EXCERPTED RECORDS:
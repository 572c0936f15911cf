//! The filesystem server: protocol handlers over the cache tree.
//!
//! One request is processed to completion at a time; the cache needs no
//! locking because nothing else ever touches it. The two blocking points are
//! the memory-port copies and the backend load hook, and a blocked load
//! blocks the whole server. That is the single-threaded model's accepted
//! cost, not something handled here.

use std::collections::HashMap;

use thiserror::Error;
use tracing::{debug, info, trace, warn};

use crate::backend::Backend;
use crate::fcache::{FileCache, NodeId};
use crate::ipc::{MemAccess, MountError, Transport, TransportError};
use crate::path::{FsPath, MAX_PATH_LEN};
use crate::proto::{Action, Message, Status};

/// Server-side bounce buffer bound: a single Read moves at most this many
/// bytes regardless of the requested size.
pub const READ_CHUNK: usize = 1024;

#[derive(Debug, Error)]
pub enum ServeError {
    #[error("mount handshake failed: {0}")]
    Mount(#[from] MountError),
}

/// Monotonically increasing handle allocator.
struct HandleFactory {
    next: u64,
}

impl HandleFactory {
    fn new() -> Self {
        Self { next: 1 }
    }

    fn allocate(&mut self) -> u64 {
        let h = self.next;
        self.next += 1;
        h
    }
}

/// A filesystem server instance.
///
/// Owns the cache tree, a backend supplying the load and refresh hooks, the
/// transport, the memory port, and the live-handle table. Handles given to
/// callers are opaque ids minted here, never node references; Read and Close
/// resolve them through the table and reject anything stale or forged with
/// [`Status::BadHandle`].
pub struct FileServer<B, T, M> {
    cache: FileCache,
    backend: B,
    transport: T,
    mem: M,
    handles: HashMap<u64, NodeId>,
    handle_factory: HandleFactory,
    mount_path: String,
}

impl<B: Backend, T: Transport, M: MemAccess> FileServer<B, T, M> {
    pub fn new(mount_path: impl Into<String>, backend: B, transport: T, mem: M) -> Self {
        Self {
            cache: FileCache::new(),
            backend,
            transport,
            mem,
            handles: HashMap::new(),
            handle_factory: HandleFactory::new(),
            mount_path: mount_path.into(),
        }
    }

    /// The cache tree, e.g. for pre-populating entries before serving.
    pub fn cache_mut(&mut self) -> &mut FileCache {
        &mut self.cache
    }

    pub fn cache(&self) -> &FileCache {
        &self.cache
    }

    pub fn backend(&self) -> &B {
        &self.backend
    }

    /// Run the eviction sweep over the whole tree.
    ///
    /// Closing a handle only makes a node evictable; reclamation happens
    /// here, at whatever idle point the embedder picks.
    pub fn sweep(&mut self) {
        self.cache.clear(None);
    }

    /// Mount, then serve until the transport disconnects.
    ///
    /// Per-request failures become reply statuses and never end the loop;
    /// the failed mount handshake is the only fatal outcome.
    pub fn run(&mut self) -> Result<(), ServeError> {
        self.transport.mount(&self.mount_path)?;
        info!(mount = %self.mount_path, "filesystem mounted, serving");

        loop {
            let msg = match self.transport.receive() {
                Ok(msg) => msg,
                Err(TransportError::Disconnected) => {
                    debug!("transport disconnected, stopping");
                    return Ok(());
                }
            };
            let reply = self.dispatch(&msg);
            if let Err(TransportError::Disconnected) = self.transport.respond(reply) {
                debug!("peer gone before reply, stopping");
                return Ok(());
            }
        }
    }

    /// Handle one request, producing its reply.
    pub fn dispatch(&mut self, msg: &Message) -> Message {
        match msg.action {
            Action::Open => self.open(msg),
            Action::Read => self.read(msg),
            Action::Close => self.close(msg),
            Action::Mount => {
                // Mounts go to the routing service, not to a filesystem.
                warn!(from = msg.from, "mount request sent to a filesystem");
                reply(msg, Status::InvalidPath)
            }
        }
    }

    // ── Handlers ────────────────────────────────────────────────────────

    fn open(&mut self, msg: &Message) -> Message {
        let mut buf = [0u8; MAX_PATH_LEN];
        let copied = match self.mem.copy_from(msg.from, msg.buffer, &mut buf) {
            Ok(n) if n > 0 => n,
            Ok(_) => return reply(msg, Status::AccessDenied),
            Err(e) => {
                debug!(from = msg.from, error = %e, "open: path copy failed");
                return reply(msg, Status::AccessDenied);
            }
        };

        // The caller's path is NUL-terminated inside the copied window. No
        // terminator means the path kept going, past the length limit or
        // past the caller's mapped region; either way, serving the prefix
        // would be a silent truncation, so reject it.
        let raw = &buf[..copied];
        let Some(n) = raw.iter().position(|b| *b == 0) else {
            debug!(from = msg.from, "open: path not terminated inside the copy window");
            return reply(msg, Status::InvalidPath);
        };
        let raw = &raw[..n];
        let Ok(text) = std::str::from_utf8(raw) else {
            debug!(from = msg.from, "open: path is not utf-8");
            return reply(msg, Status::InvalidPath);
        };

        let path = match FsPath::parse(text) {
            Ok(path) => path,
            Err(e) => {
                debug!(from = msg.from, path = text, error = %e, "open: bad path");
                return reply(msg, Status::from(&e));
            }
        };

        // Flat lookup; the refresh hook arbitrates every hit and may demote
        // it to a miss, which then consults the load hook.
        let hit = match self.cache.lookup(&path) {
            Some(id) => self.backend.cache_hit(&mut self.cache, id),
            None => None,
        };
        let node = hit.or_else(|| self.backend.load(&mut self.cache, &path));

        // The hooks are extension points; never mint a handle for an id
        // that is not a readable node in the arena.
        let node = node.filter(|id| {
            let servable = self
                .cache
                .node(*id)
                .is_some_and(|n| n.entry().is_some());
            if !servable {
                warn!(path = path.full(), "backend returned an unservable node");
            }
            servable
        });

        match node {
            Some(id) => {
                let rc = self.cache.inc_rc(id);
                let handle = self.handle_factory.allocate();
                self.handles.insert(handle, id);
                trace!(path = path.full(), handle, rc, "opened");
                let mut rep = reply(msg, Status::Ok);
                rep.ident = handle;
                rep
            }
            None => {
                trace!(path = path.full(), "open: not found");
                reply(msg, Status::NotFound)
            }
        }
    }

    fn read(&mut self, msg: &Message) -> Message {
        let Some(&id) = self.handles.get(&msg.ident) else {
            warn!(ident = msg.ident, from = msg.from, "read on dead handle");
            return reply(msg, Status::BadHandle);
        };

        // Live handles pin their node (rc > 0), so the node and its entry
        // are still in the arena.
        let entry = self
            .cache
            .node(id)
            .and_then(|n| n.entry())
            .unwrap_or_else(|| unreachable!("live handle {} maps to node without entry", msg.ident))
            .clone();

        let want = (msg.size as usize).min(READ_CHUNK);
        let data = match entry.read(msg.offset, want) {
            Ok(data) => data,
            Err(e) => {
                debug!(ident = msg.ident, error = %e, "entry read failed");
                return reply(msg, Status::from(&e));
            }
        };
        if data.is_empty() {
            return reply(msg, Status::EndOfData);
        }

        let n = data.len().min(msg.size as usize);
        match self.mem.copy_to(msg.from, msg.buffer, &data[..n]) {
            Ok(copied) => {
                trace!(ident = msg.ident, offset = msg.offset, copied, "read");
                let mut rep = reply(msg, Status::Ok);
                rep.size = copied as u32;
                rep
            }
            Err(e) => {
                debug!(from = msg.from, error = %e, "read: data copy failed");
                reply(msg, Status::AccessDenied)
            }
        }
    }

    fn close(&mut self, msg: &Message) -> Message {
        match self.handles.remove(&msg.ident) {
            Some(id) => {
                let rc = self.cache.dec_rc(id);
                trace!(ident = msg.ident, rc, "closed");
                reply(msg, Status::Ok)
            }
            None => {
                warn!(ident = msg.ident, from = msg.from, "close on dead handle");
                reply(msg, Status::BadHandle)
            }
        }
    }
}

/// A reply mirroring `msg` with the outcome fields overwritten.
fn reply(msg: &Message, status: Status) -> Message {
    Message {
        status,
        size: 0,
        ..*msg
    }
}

YOUR ASSIGNMENT:
Figure out how many lines above include the string "failed", then report that number and nothing else.

EXERCISE ANSWER:
5